Exercise: Go through the records line by line from the top and repeat each one exactly, ending with the line that contains "the broken line.".

Segment Open

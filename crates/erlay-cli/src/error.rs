//! Error type of the Erlay CLI.
//!
//! [`CliError`] wraps library, I/O and TOML errors and implements
//! [`miette::Diagnostic`] so `main` can render them with a graphical report
//! handler. TOML errors keep the offending document so the report can point
//! at the broken line.

use std::{io, ops::Range, path::PathBuf};

use miette::{Diagnostic, NamedSource, SourceSpan};
use thiserror::Error;

use erlay::ErlayError;

#[derive(Debug, Error, Diagnostic)]
pub enum CliError {
    #[error("I/O error on {path}: {source}")]
    #[diagnostic(code(erlay::io), help("check that the path exists and is readable"))]
    Io {
        path: PathBuf,
        #[source]
        source: io::Error,
    },

    #[error("Invalid schema document: {message}")]
    #[diagnostic(
        code(erlay::schema),
        help("a schema document holds [[entities]] and [[relationships]] tables")
    )]
    Schema {
        message: String,
        #[source_code]
        src: NamedSource<String>,
        #[label("here")]
        span: Option<SourceSpan>,
    },

    #[error("Invalid configuration file: {message}")]
    #[diagnostic(
        code(erlay::config),
        help("configuration files hold optional [layout] and [spacing] tables")
    )]
    Config {
        message: String,
        #[source_code]
        src: NamedSource<String>,
        #[label("here")]
        span: Option<SourceSpan>,
    },

    #[error("Missing configuration file: {0}")]
    #[diagnostic(code(erlay::config::missing))]
    MissingConfig(PathBuf),

    #[error("Layout failed: {0}")]
    #[diagnostic(code(erlay::layout))]
    Layout(#[from] ErlayError),
}

impl CliError {
    pub(crate) fn io(path: impl Into<PathBuf>, source: io::Error) -> Self {
        Self::Io {
            path: path.into(),
            source,
        }
    }

    pub(crate) fn schema(name: &str, src: String, err: &toml::de::Error) -> Self {
        Self::Schema {
            message: err.message().to_string(),
            span: err.span().map(to_span),
            src: NamedSource::new(name, src),
        }
    }

    pub(crate) fn config(name: &str, src: String, err: &toml::de::Error) -> Self {
        Self::Config {
            message: err.message().to_string(),
            span: err.span().map(to_span),
            src: NamedSource::new(name, src),
        }
    }
}

fn to_span(range: Range<usize>) -> SourceSpan {
    range.into()
}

Segment Closed

Result of the task:
filename crates/erlay-cli/src/error.rs
//! Error type of the Erlay CLI.
//!
//! [`CliError`] wraps library, I/O and TOML errors and implements
//! [`miette::Diagnostic`] so `main` can render them with a graphical report
//! handler. TOML errors keep the offending document so the report can point
//! at the broken line.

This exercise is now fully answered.